REQUIREMENT: What lines of the data hold the string "struct"? Pull each one out.

DATA SUPPLIED:
-*-*-

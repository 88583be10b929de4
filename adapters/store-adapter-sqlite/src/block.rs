//! Blocklist

use sqlx::sqlite::SqliteRow;
use sqlx::{Row, SqlitePool};

use ratewarden_types::prelude::*;
use ratewarden_types::store_adapter::BlockEntry;

use crate::utils::*;

fn block_from_row(row: &SqliteRow) -> Result<BlockEntry, sqlx::Error> {
	let endpoint: String = row.try_get("endpoint")?;
	Ok(BlockEntry {
		identity: row.try_get::<String, _>("identity")?.into(),
		endpoint: if endpoint == WILDCARD_ENDPOINT { None } else { Some(endpoint.into()) },
		blocked_until: Timestamp(row.try_get("blocked_until")?),
		reason: row.try_get::<String, _>("reason")?.into(),
		created_at: Timestamp(row.try_get("created_at")?),
	})
}

/// Read the authoritative active block for a key: the latest expiry, the
/// wildcard block on a tie
pub(crate) async fn read(
	db: &SqlitePool,
	identity: &str,
	endpoint: &str,
	now: Timestamp,
) -> WdResult<Option<BlockEntry>> {
	let row = sqlx::query(
		"SELECT identity, endpoint, blocked_until, reason, created_at FROM rl_blocks
		WHERE identity = ?1 AND endpoint IN (?2, ?3) AND blocked_until > ?4
		ORDER BY blocked_until DESC, endpoint = ?3 DESC LIMIT 1",
	)
	.bind(identity)
	.bind(endpoint)
	.bind(WILDCARD_ENDPOINT)
	.bind(now.0)
	.fetch_optional(db)
	.await
	.inspect_err(inspect)
	.map_err(|_| Error::DbError)?;

	row.as_ref().map(block_from_row).transpose().inspect_err(inspect).map_err(|_| Error::DbError)
}

/// Insert a block, or extend the stored one if the new one expires later
pub(crate) async fn upsert(db: &SqlitePool, block: &BlockEntry) -> WdResult<BlockEntry> {
	let row = sqlx::query(
		"INSERT INTO rl_blocks (identity, endpoint, blocked_until, reason, created_at)
		VALUES (?1, ?2, ?3, ?4, ?5)
		ON CONFLICT (identity, endpoint) DO UPDATE SET
			reason = CASE WHEN excluded.blocked_until > rl_blocks.blocked_until
				THEN excluded.reason ELSE rl_blocks.reason END,
			created_at = CASE WHEN excluded.blocked_until > rl_blocks.blocked_until
				THEN excluded.created_at ELSE rl_blocks.created_at END,
			blocked_until = max(rl_blocks.blocked_until, excluded.blocked_until)
		RETURNING identity, endpoint, blocked_until, reason, created_at",
	)
	.bind(block.identity.as_ref())
	.bind(block.endpoint_key())
	.bind(block.blocked_until.0)
	.bind(block.reason.as_ref())
	.bind(block.created_at.0)
	.fetch_one(db)
	.await
	.inspect_err(inspect)
	.map_err(|_| Error::DbError)?;

	block_from_row(&row).inspect_err(inspect).map_err(|_| Error::DbError)
}

/// Delete one block of an identity, or all of them
pub(crate) async fn delete(db: &SqlitePool, identity: &str, endpoint: Option<&str>) -> WdResult<()> {
	let query = match endpoint {
		Some(endpoint) => {
			sqlx::query("DELETE FROM rl_blocks WHERE identity = ?1 AND endpoint = ?2")
				.bind(identity)
				.bind(endpoint)
		}
		None => sqlx::query("DELETE FROM rl_blocks WHERE identity = ?1").bind(identity),
	};
	query.execute(db).await.inspect_err(inspect).map_err(|_| Error::DbError)?;
	Ok(())
}

/// List active blocks, soonest expiry first
pub(crate) async fn list(db: &SqlitePool, now: Timestamp) -> WdResult<Vec<BlockEntry>> {
	let rows = sqlx::query(
		"SELECT identity, endpoint, blocked_until, reason, created_at FROM rl_blocks
		WHERE blocked_until > ?1 ORDER BY blocked_until",
	)
	.bind(now.0)
	.fetch_all(db)
	.await
	.inspect_err(inspect)
	.map_err(|_| Error::DbError)?;

	rows.iter()
		.map(block_from_row)
		.collect::<Result<Vec<_>, _>>()
		.inspect_err(inspect)
		.map_err(|_| Error::DbError)
}

/// Delete expired blocks
pub(crate) async fn purge(db: &SqlitePool, now: Timestamp) -> WdResult<u64> {
	let res = sqlx::query("DELETE FROM rl_blocks WHERE blocked_until <= ?1")
		.bind(now.0)
		.execute(db)
		.await
		.inspect_err(inspect)
		.map_err(|_| Error::DbError)?;

	Ok(res.rows_affected())
}

// vim: ts=4
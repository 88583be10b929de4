//! Window counters

use std::time::Duration;

use sqlx::sqlite::SqliteRow;
use sqlx::{Row, SqlitePool};

use ratewarden_types::policy::Policy;
use ratewarden_types::prelude::*;
use ratewarden_types::store_adapter::{WindowHit, WindowRecord};

use crate::utils::*;

fn window_from_row(row: &SqliteRow) -> Result<WindowRecord, sqlx::Error> {
	Ok(WindowRecord {
		identity: row.try_get::<String, _>("identity")?.into(),
		endpoint: row.try_get::<String, _>("endpoint")?.into(),
		count: get_u32(row, "count")?,
		window_start: Timestamp(row.try_get("window_start")?),
		window_end: Timestamp(row.try_get("window_end")?),
		penalty_until: row.try_get::<Option<i64>, _>("penalty_until")?.map(Timestamp),
		blocked_until: row.try_get::<Option<i64>, _>("blocked_until")?.map(Timestamp),
	})
}

/// Read the live window of a key, with the latest active block covering it
pub(crate) async fn read(
	db: &SqlitePool,
	identity: &str,
	endpoint: &str,
	now: Timestamp,
) -> WdResult<Option<WindowRecord>> {
	let row = sqlx::query(
		"SELECT w.identity, w.endpoint, w.count, w.window_start, w.window_end, w.penalty_until,
			(SELECT max(b.blocked_until) FROM rl_blocks b
				WHERE b.identity = w.identity AND b.endpoint IN (w.endpoint, ?4)
				AND b.blocked_until > ?3) AS blocked_until
		FROM rl_windows w
		WHERE w.identity = ?1 AND w.endpoint = ?2 AND w.window_start <= ?3 AND w.window_end >= ?3
		ORDER BY w.window_start DESC LIMIT 1",
	)
	.bind(identity)
	.bind(endpoint)
	.bind(now.0)
	.bind(WILDCARD_ENDPOINT)
	.fetch_optional(db)
	.await
	.inspect_err(inspect)
	.map_err(|_| Error::DbError)?;

	row.as_ref()
		.map(window_from_row)
		.transpose()
		.inspect_err(inspect)
		.map_err(|_| Error::DbError)
}

/// Start a new window, superseding whatever was stored for the key
pub(crate) async fn start(
	db: &SqlitePool,
	identity: &str,
	endpoint: &str,
	window: Duration,
	now: Timestamp,
) -> WdResult<WindowRecord> {
	let window_end = now + window;
	sqlx::query(
		"INSERT INTO rl_windows (identity, endpoint, count, window_start, window_end)
		VALUES (?1, ?2, 1, ?3, ?4)
		ON CONFLICT (identity, endpoint) DO UPDATE SET
			count = 1, window_start = excluded.window_start, window_end = excluded.window_end,
			penalty_until = NULL, violation = 0",
	)
	.bind(identity)
	.bind(endpoint)
	.bind(now.0)
	.bind(window_end.0)
	.execute(db)
	.await
	.inspect_err(inspect)
	.map_err(|_| Error::DbError)?;

	Ok(WindowRecord {
		identity: identity.into(),
		endpoint: endpoint.into(),
		count: 1,
		window_start: now,
		window_end,
		penalty_until: None,
		blocked_until: None,
	})
}

/// Increment the live window of a key
pub(crate) async fn increment(
	db: &SqlitePool,
	identity: &str,
	endpoint: &str,
	now: Timestamp,
) -> WdResult<u32> {
	let row = sqlx::query(
		"UPDATE rl_windows SET count = count + 1
		WHERE identity = ?1 AND endpoint = ?2 AND window_start <= ?3 AND window_end >= ?3
		RETURNING count",
	)
	.bind(identity)
	.bind(endpoint)
	.bind(now.0)
	.fetch_optional(db)
	.await
	.inspect_err(inspect)
	.map_err(|_| Error::DbError)?;

	match row {
		Some(row) => get_u32(&row, "count").inspect_err(inspect).map_err(|_| Error::DbError),
		None => Err(Error::NotFound),
	}
}

/// Check-and-count in a single statement.
///
/// A stale window is replaced by a fresh one, a live window below the ceiling
/// is incremented and an exhausted one saturates at `max_requests + 1`. The
/// request crossing the ceiling, or the first one over it after the penalty
/// ran out, sets a new penalty and is flagged as opening a violation. Every
/// other request over the ceiling only sees the saturated window.
pub(crate) async fn hit(
	db: &SqlitePool,
	identity: &str,
	policy: &Policy,
	now: Timestamp,
) -> WdResult<WindowHit> {
	let row = sqlx::query(
		"INSERT INTO rl_windows (identity, endpoint, count, window_start, window_end)
		VALUES (?1, ?2, 1, ?3, ?4)
		ON CONFLICT (identity, endpoint) DO UPDATE SET
			count = CASE
				WHEN rl_windows.window_end < ?3 THEN 1
				WHEN rl_windows.count < ?5 THEN rl_windows.count + 1
				ELSE ?5 + 1 END,
			violation = CASE
				WHEN rl_windows.window_end < ?3 THEN 0
				WHEN rl_windows.count < ?5 THEN 0
				WHEN rl_windows.penalty_until > ?3 THEN 0
				ELSE 1 END,
			penalty_until = CASE
				WHEN rl_windows.window_end < ?3 THEN NULL
				WHEN rl_windows.count < ?5 THEN NULL
				WHEN rl_windows.penalty_until > ?3 THEN rl_windows.penalty_until
				ELSE ?6 END,
			window_start = CASE
				WHEN rl_windows.window_end < ?3 THEN ?3
				ELSE rl_windows.window_start END,
			window_end = CASE
				WHEN rl_windows.window_end < ?3 THEN ?4
				ELSE rl_windows.window_end END
		RETURNING identity, endpoint, count, window_start, window_end, penalty_until, violation,
			NULL AS blocked_until",
	)
	.bind(identity)
	.bind(policy.endpoint.as_ref())
	.bind(now.0)
	.bind((now + policy.window).0)
	.bind(i64::from(policy.max_requests))
	.bind((now + policy.base_block).0)
	.fetch_one(db)
	.await
	.inspect_err(inspect)
	.map_err(|_| Error::DbError)?;

	let record = window_from_row(&row).inspect_err(inspect).map_err(|_| Error::DbError)?;
	let violation: bool = row.try_get("violation").inspect_err(inspect).map_err(|_| Error::DbError)?;
	Ok(if record.count > policy.max_requests {
		if violation { WindowHit::Exceeded(record) } else { WindowHit::Saturated(record) }
	} else if record.count == 1 {
		WindowHit::Started(record)
	} else {
		WindowHit::Counted(record)
	})
}

/// Delete elapsed windows which are not covered by an active block
pub(crate) async fn purge(db: &SqlitePool, now: Timestamp) -> WdResult<u64> {
	let res = sqlx::query(
		"DELETE FROM rl_windows WHERE window_end < ?1 AND NOT EXISTS (
			SELECT 1 FROM rl_blocks b
			WHERE b.identity = rl_windows.identity AND b.endpoint IN (rl_windows.endpoint, ?2)
			AND b.blocked_until > ?1)",
	)
	.bind(now.0)
	.bind(WILDCARD_ENDPOINT)
	.execute(db)
	.await
	.inspect_err(inspect)
	.map_err(|_| Error::DbError)?;

	Ok(res.rows_affected())
}

// vim: ts=4
//! Database schema initialization and migrations

use sqlx::{Sqlite, SqlitePool, Transaction};

/// Get the current database version from vars table
async fn get_db_version(tx: &mut Transaction<'_, Sqlite>) -> i64 {
	sqlx::query_scalar::<_, String>("SELECT value FROM vars WHERE key = 'db_version'")
		.fetch_optional(&mut **tx)
		.await
		.ok()
		.flatten()
		.and_then(|v| v.parse().ok())
		.unwrap_or(0)
}

/// Set the database version in vars table
async fn set_db_version(tx: &mut Transaction<'_, Sqlite>, version: i64) -> Result<(), sqlx::Error> {
	sqlx::query("INSERT OR REPLACE INTO vars (key, value) VALUES ('db_version', ?)")
		.bind(version.to_string())
		.execute(&mut **tx)
		.await?;
	Ok(())
}

// Current schema version - update this when adding new migrations
const CURRENT_DB_VERSION: i64 = 2;

/// Initialize the database schema and run migrations
pub(crate) async fn init_db(db: &SqlitePool) -> Result<(), sqlx::Error> {
	let mut tx = db.begin().await?;

	// Create vars table first (needed for version tracking)
	sqlx::query(
		"CREATE TABLE IF NOT EXISTS vars (
		key text NOT NULL,
		value text NOT NULL,
		created_at INTEGER DEFAULT (unixepoch()),
		updated_at INTEGER DEFAULT (unixepoch()),
		PRIMARY KEY(key)
	)",
	)
	.execute(&mut *tx)
	.await?;

	let version = get_db_version(&mut tx).await;

	// Schema creation - safe to run every time (uses IF NOT EXISTS)
	// All timestamps are unix epoch milliseconds

	// Window counters
	sqlx::query(
		"CREATE TABLE IF NOT EXISTS rl_windows (
			identity text NOT NULL,
			endpoint text NOT NULL,
			count integer NOT NULL,
			window_start INTEGER NOT NULL,
			window_end INTEGER NOT NULL,
			penalty_until INTEGER,
			violation integer NOT NULL DEFAULT 0,
			PRIMARY KEY(identity, endpoint)
		)",
	)
	.execute(&mut *tx)
	.await?;
	sqlx::query("CREATE INDEX IF NOT EXISTS idx_rl_windows_end ON rl_windows (window_end)")
		.execute(&mut *tx)
		.await?;

	// Blocklist ('*' endpoint blocks every endpoint)
	sqlx::query(
		"CREATE TABLE IF NOT EXISTS rl_blocks (
			identity text NOT NULL,
			endpoint text NOT NULL,
			blocked_until INTEGER NOT NULL,
			reason text NOT NULL,
			created_at INTEGER NOT NULL,
			PRIMARY KEY(identity, endpoint)
		)",
	)
	.execute(&mut *tx)
	.await?;
	sqlx::query("CREATE INDEX IF NOT EXISTS idx_rl_blocks_until ON rl_blocks (blocked_until)")
		.execute(&mut *tx)
		.await?;

	// Violation ledger
	sqlx::query(
		"CREATE TABLE IF NOT EXISTS rl_violations (
			v_id integer NOT NULL,
			identity text NOT NULL,
			endpoint text NOT NULL,
			requests_count integer NOT NULL,
			prior_count integer NOT NULL DEFAULT 0,
			block_duration INTEGER,
			created_at INTEGER NOT NULL,
			PRIMARY KEY(v_id)
		)",
	)
	.execute(&mut *tx)
	.await?;

	sqlx::query(
		"CREATE INDEX IF NOT EXISTS idx_rl_violations_identity ON rl_violations (identity, created_at)",
	)
	.execute(&mut *tx)
	.await?;

	// Version 2: saturated windows remember their penalty
	if version == 1 {
		sqlx::query("ALTER TABLE rl_windows ADD COLUMN penalty_until INTEGER")
			.execute(&mut *tx)
			.await?;
		sqlx::query("ALTER TABLE rl_windows ADD COLUMN violation integer NOT NULL DEFAULT 0")
			.execute(&mut *tx)
			.await?;
	}

	if version < CURRENT_DB_VERSION {
		set_db_version(&mut tx, CURRENT_DB_VERSION).await?;
	}

	tx.commit().await?;
	Ok(())
}

// vim: ts=4
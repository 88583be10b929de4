//! Rate Limit Decision Engine
//!
//! Per request: resolve the identity, check the blocklist, then count the
//! request against the window of the endpoint policy. The request pushing a
//! window over its ceiling is recorded in the violation ledger and the
//! identity is blocked on that endpoint for the escalated duration. Requests
//! racing it into the same exhausted window are denied without a new
//! violation.
//!
//! Store faults never deny a request. A failed block check reads as "not
//! blocked", a failed window count admits the request uncounted.

use std::sync::Arc;
use std::sync::atomic::{AtomicU64, Ordering};
use std::time::Duration;

use hyper::{Method, Request};

use ratewarden_types::policy::{EscalationTier, Policy};
use ratewarden_types::store_adapter::{BlockEntry, RateLimitAdapter, WindowHit, WindowRecord};

use super::api::{DecisionState, RateLimitStatus, RateLimiterStats, Unenforced};
use super::blocklist::Blocklist;
use super::config::RateLimitConfig;
use super::extractors::IdentityResolver;
use super::ledger::ViolationLedger;
use super::lookup::Lookup;
use super::registry::PolicyRegistry;
use super::window::WindowCounter;
use crate::prelude::*;

/// Reason of a manual block
const MANUAL_BLOCK_REASON: &str = "manual block";

#[derive(Debug, Default)]
struct Counters {
	evaluations: AtomicU64,
	allowed: AtomicU64,
	blocked: AtomicU64,
	exceeded: AtomicU64,
	unenforced: AtomicU64,
	store_errors: AtomicU64,
	blocks_issued: AtomicU64,
}

impl Counters {
	fn bump(counter: &AtomicU64) {
		counter.fetch_add(1, Ordering::Relaxed);
	}
}

#[derive(Debug)]
pub struct RateLimitEngine {
	resolver: IdentityResolver,
	registry: PolicyRegistry,
	blocklist: Blocklist,
	windows: WindowCounter,
	ledger: ViolationLedger,
	counters: Counters,
}

impl RateLimitEngine {
	pub fn new(
		store: Arc<dyn RateLimitAdapter>,
		registry: PolicyRegistry,
		config: &RateLimitConfig,
	) -> Self {
		let timeout = config.store_timeout;
		Self {
			resolver: IdentityResolver::new(config.trust_peer_addr),
			registry,
			blocklist: Blocklist::new(Arc::clone(&store), timeout),
			windows: WindowCounter::new(Arc::clone(&store), timeout),
			ledger: ViolationLedger::new(store, timeout),
			counters: Counters::default(),
		}
	}

	pub fn registry(&self) -> &PolicyRegistry {
		&self.registry
	}

	pub fn blocklist(&self) -> &Blocklist {
		&self.blocklist
	}

	pub fn windows(&self) -> &WindowCounter {
		&self.windows
	}

	pub fn ledger(&self) -> &ViolationLedger {
		&self.ledger
	}

	/// Evaluate a request against the policy of `endpoint`. Preflight
	/// requests are admitted without touching the store.
	///
	/// The request is only inspected up front, the returned future does not
	/// borrow it.
	pub fn evaluate<'a, B>(
		&'a self,
		req: &Request<B>,
		endpoint: &'a str,
	) -> impl Future<Output = Verdict> + Send + use<'a, B> {
		let identity =
			if req.method() == Method::OPTIONS { None } else { Some(self.resolver.resolve(req)) };

		async move {
			match identity {
				Some(identity) => self.check(&identity, endpoint, Timestamp::now()).await,
				None => {
					Counters::bump(&self.counters.evaluations);
					Counters::bump(&self.counters.unenforced);
					Verdict::unenforced(Unenforced::Preflight)
				}
			}
		}
	}

	/// Decide on a request of `identity` to `endpoint` at `now`
	pub async fn check(&self, identity: &str, endpoint: &str, now: Timestamp) -> Verdict {
		Counters::bump(&self.counters.evaluations);
		let policy = self.registry.lookup(endpoint);

		match self.blocklist.is_blocked(identity, endpoint, now).await {
			Lookup::Found(block) => return self.blocked(identity, endpoint, policy, &block, now),
			Lookup::StoreError(_) => Counters::bump(&self.counters.store_errors),
			Lookup::NotFound => {}
		}

		let Some(policy) = policy else {
			Counters::bump(&self.counters.unenforced);
			return Verdict::unenforced(Unenforced::NoPolicy);
		};

		match self.windows.hit(identity, policy, now).await {
			Ok(WindowHit::Exceeded(record)) => self.exceeded(identity, policy, &record, now).await,
			Ok(WindowHit::Saturated(record)) => self.saturated(identity, policy, &record, now).await,
			Ok(WindowHit::Started(record) | WindowHit::Counted(record)) => {
				Counters::bump(&self.counters.allowed);
				Verdict::counted(policy.max_requests, record.count, record.window_end)
			}
			Err(err) => {
				debug!("admitting {} on {} uncounted: {}", identity, endpoint, err);
				Counters::bump(&self.counters.store_errors);
				Counters::bump(&self.counters.unenforced);
				Verdict::unenforced(Unenforced::StoreFault)
			}
		}
	}

	fn blocked(
		&self,
		identity: &str,
		endpoint: &str,
		policy: Option<&Policy>,
		block: &BlockEntry,
		now: Timestamp,
	) -> Verdict {
		Counters::bump(&self.counters.blocked);
		debug!(
			"{} blocked on {} until {} ({})",
			identity, endpoint, block.blocked_until, block.reason
		);
		Verdict::denied(
			DecisionState::Blocked,
			policy.map(|p| p.max_requests),
			block.blocked_until,
			now,
		)
	}

	async fn exceeded(
		&self,
		identity: &str,
		policy: &Policy,
		record: &WindowRecord,
		now: Timestamp,
	) -> Verdict {
		Counters::bump(&self.counters.exceeded);

		let (prior, block_duration) =
			match self.ledger.record_violation(identity, policy, record.count, now).await {
				Ok(outcome) => (Some(outcome.prior), outcome.block_duration),
				Err(_) => {
					Counters::bump(&self.counters.store_errors);
					(None, policy.base_block)
				}
			};
		let tier = prior.map_or(EscalationTier::First, EscalationTier::from_prior);
		let reason = format!(
			"rate limit exceeded on {}: {} requests in {}s ({} violation tier)",
			policy.endpoint,
			record.count,
			policy.window.as_secs(),
			tier.name()
		);

		let blocked_until = match self
			.blocklist
			.block(identity, Some(&policy.endpoint), block_duration, &reason, now)
			.await
		{
			Ok(entry) => {
				Counters::bump(&self.counters.blocks_issued);
				entry.blocked_until
			}
			Err(_) => {
				Counters::bump(&self.counters.store_errors);
				now + block_duration
			}
		};

		info!(
			"{} exceeded {} ({}/{} in window), blocked for {}s",
			identity,
			policy.endpoint,
			record.count,
			policy.max_requests,
			block_duration.as_secs()
		);
		Verdict::denied(DecisionState::LimitExceeded, Some(policy.max_requests), blocked_until, now)
	}

	/// Deny a request into a window whose violation was already recorded by
	/// an earlier request
	async fn saturated(
		&self,
		identity: &str,
		policy: &Policy,
		record: &WindowRecord,
		now: Timestamp,
	) -> Verdict {
		Counters::bump(&self.counters.exceeded);

		let blocked_until = match self.blocklist.is_blocked(identity, &policy.endpoint, now).await {
			Lookup::Found(block) => block.blocked_until,
			Lookup::StoreError(_) => {
				Counters::bump(&self.counters.store_errors);
				record.penalty_until.unwrap_or(now + policy.base_block)
			}
			Lookup::NotFound => record.penalty_until.unwrap_or(now + policy.base_block),
		};

		debug!(
			"{} over the limit on {} ({}/{} in window), violation already recorded",
			identity, policy.endpoint, record.count, policy.max_requests
		);
		Verdict::denied(DecisionState::LimitExceeded, Some(policy.max_requests), blocked_until, now)
	}

	// Operator API
	//**************

	/// Current window, block and violation count of a key
	pub async fn status(
		&self,
		identity: &str,
		endpoint: &str,
		now: Timestamp,
	) -> WdResult<RateLimitStatus> {
		let policy = self.registry.lookup(endpoint);
		let window = match self.windows.get(identity, endpoint, now).await {
			Lookup::Found(window) => Some(window),
			Lookup::NotFound => None,
			Lookup::StoreError(err) => return Err(err),
		};
		let block = match self.blocklist.is_blocked(identity, endpoint, now).await {
			Lookup::Found(block) => Some(block),
			Lookup::NotFound => None,
			Lookup::StoreError(err) => return Err(err),
		};
		let violations = self.ledger.violations(identity, now).await?.count();

		let remaining = policy.map(|p| {
			if block.is_some() {
				0
			} else {
				p.max_requests.saturating_sub(window.as_ref().map_or(0, |w| w.count))
			}
		});

		Ok(RateLimitStatus {
			identity: identity.into(),
			endpoint: endpoint.into(),
			limit: policy.map(|p| p.max_requests),
			remaining,
			window,
			block,
			violations,
		})
	}

	/// Block an identity manually. `endpoint: None` blocks every endpoint.
	pub async fn block(
		&self,
		identity: &str,
		endpoint: Option<&str>,
		duration: Duration,
		reason: Option<&str>,
		now: Timestamp,
	) -> WdResult<BlockEntry> {
		if endpoint == Some(WILDCARD_ENDPOINT) {
			return Err(Error::ValidationError(format!(
				"use no endpoint instead of '{}' to block every endpoint",
				WILDCARD_ENDPOINT
			)));
		}
		let entry = self
			.blocklist
			.block(identity, endpoint, duration, reason.unwrap_or(MANUAL_BLOCK_REASON), now)
			.await?;
		Counters::bump(&self.counters.blocks_issued);
		info!(
			"{} blocked on {} until {}",
			identity,
			endpoint.unwrap_or(WILDCARD_ENDPOINT),
			entry.blocked_until
		);
		Ok(entry)
	}

	/// Lift blocks of an identity. `endpoint: None` lifts all of them.
	pub async fn unblock(&self, identity: &str, endpoint: Option<&str>) -> WdResult<()> {
		self.blocklist.unblock(identity, endpoint).await?;
		info!("{} unblocked on {}", identity, endpoint.unwrap_or(WILDCARD_ENDPOINT));
		Ok(())
	}

	pub async fn list_blocks(&self, now: Timestamp) -> WdResult<Vec<BlockEntry>> {
		self.blocklist.list(now).await
	}

	pub fn stats(&self) -> RateLimiterStats {
		let c = &self.counters;
		RateLimiterStats {
			evaluations: c.evaluations.load(Ordering::Relaxed),
			allowed: c.allowed.load(Ordering::Relaxed),
			blocked: c.blocked.load(Ordering::Relaxed),
			exceeded: c.exceeded.load(Ordering::Relaxed),
			unenforced: c.unenforced.load(Ordering::Relaxed),
			store_errors: c.store_errors.load(Ordering::Relaxed),
			blocks_issued: c.blocks_issued.load(Ordering::Relaxed),
		}
	}
}


// vim: ts=4
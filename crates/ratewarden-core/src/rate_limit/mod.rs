//! Rate Limiting System
//!
//! Fixed-window rate limiting per (identity, endpoint) with a blocklist and
//! progressive escalation of block durations for repeat violators. Every store
//! fault fails open.

mod api;
mod blocklist;
mod config;
mod engine;
mod error;
mod extractors;
mod ledger;
mod lookup;
mod middleware;
mod registry;
mod sweeper;
mod window;

pub use api::{DecisionState, RateLimitStatus, RateLimiterStats, Unenforced, Verdict};
pub use blocklist::Blocklist;
pub use config::RateLimitConfig;
pub use engine::RateLimitEngine;
pub use error::{Denial, preflight_response};
pub use extractors::IdentityResolver;
pub use ledger::ViolationLedger;
pub use lookup::Lookup;
pub use middleware::{RateLimitLayer, RateLimitService};
pub use registry::PolicyRegistry;
pub use sweeper::Sweeper;
pub use window::WindowCounter;

// vim: ts=4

-*-*-

EXERCISE RESULT:
struct Counters {
pub struct RateLimitEngine {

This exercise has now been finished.